Maryland Lawmakers Explore Options To Cap Prescription Drug Costs

Posted on 02/11/24 | News Source: WBAL

The rising costs of prescription drugs is something most people are facing. Everything from the treatment of chronic conditions to one-time prescriptions are getting more expensive.

“One of the leading causes for bankruptcy in any household is health care costs when you’re trying to debate about $600 for medication or maybe $600 for maybe your utilities, a mortgage or rent or anything else like that,” said Jessica Gorski, a resident who struggles with prescription prices.

Gorski knows the struggle all too well and testified Thursday at a Senate Finance Committee hearing.

“My eldest daughter and my husband both have chronic illnesses that they’ll both have for the rest of their lives,” Gorski said. “Those illnesses and the cost of that care completely changed the trajectory of our lives.”

Lawmakers in Annapolis are considering Senate Bill 388, which could help ease some of the burden. If passed, it would allow the Prescription Drug Affordability Board to cap the costs of certain medications.

“A staggering one-in-three Marylanders are reporting they have skipped a dose, rationed medication or left a prescription at the pharmacy counter due to cost,” said Anne Arundel County Sen. Dawn Gile, D-District 33, one of the bill’s sponsors.

The board was created five years ago, and Gorski has been fighting for change the entire time.

“I was here in 2019. Prescription drugs have taken our college funds, have taken our retirement funds, have taken everything we have in order to save my husband’s and daughter’s lives,” Gorski said.

Gorski said she’ll keep fighting for all Marylanders, especially her husband and her daughter.

“Her future is just starting, and we’re trying to figure out how to navigate ours, my husband and I and continue with care and prescriptions and everything else.

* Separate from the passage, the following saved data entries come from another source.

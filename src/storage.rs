//! Persisted theme preference and the store abstraction behind it.
//!
//! DESIGN
//! ======
//! The store exposes only `get`/`set` on string keys so the theme controller
//! never touches `localStorage` directly. The browser implementation lives in
//! `browser::LocalStorage`; [`MemoryStore`] backs tests and non-browser hosts.

#[cfg(test)]
#[path = "storage_test.rs"]
mod storage_test;

use std::cell::RefCell;
use std::collections::HashMap;
use std::rc::Rc;

use crate::error::UiError;

/// Stored value meaning "dark theme on".
pub const ENABLED: &str = "enabled";
/// Stored value meaning "dark theme off".
pub const DISABLED: &str = "disabled";

/// The persisted dark-theme preference.
#[derive(Clone, Copy, Debug, PartialEq, Eq)]
pub enum ThemePreference {
    Enabled,
    Disabled,
}

impl ThemePreference {
    /// Parse a raw stored value. Anything other than the two known literals
    /// is treated as no preference at all.
    #[must_use]
    pub fn parse(raw: &str) -> Option<Self> {
        match raw {
            ENABLED => Some(Self::Enabled),
            DISABLED => Some(Self::Disabled),
            _ => None,
        }
    }

    /// The literal written to storage.
    #[must_use]
    pub fn as_str(self) -> &'static str {
        match self {
            Self::Enabled => ENABLED,
            Self::Disabled => DISABLED,
        }
    }

    /// Read the preference under `key`; `Ok(None)` when absent or unrecognized.
    ///
    /// # Errors
    ///
    /// Propagates any failure from the underlying store.
    pub fn load<S: PreferenceStore + ?Sized>(store: &S, key: &str) -> Result<Option<Self>, UiError> {
        Ok(store.get(key)?.as_deref().and_then(Self::parse))
    }

    /// Write this preference under `key`.
    ///
    /// # Errors
    ///
    /// Propagates any failure from the underlying store.
    pub fn save<S: PreferenceStore + ?Sized>(self, store: &S, key: &str) -> Result<(), UiError> {
        store.set(key, self.as_str())
    }
}

/// A string key-value store scoped to the page's origin.
///
/// Methods take `&self`: the browser store is a shared handle and the page
/// runs on a single thread.
pub trait PreferenceStore {
    /// Read the value under `key`.
    ///
    /// # Errors
    ///
    /// Returns [`UiError::Storage`] when the backing store refuses the read.
    fn get(&self, key: &str) -> Result<Option<String>, UiError>;

    /// Overwrite the value under `key`.
    ///
    /// # Errors
    ///
    /// Returns [`UiError::Storage`] when the backing store refuses the write
    /// (quota exceeded, access denied).
    fn set(&self, key: &str, value: &str) -> Result<(), UiError>;
}

impl<T: PreferenceStore + ?Sized> PreferenceStore for Rc<T> {
    fn get(&self, key: &str) -> Result<Option<String>, UiError> {
        (**self).get(key)
    }

    fn set(&self, key: &str, value: &str) -> Result<(), UiError> {
        (**self).set(key, value)
    }
}

/// In-memory [`PreferenceStore`].
#[derive(Debug, Default)]
pub struct MemoryStore {
    items: RefCell<HashMap<String, String>>,
}

impl MemoryStore {
    #[must_use]
    pub fn new() -> Self {
        Self::default()
    }

    /// Seed `key` with `value`.
    #[must_use]
    pub fn with_item(self, key: &str, value: &str) -> Self {
        self.items.borrow_mut().insert(key.to_owned(), value.to_owned());
        self
    }

    /// Current value under `key`, if any.
    #[must_use]
    pub fn item(&self, key: &str) -> Option<String> {
        self.items.borrow().get(key).cloned()
    }
}

impl PreferenceStore for MemoryStore {
    fn get(&self, key: &str) -> Result<Option<String>, UiError> {
        Ok(self.item(key))
    }

    fn set(&self, key: &str, value: &str) -> Result<(), UiError> {
        self.items.borrow_mut().insert(key.to_owned(), value.to_owned());
        Ok(())
    }
}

But my daughter, she’s 21, she’s just beginning, and she has to start, this is her starting point,” Gorski said.

This year’s bill is getting support from several county executives, including Baltimore County’s Johnny Olszewski and Howard County’s Calvin Ball, as well as Baltimore Mayor Brandon Scott.

Lawmakers supporting the bill said they expect pushback from the pharmaceutical industry, which points to rising costs that fund research to the creation of new medications, and said the bill could hinder innovation.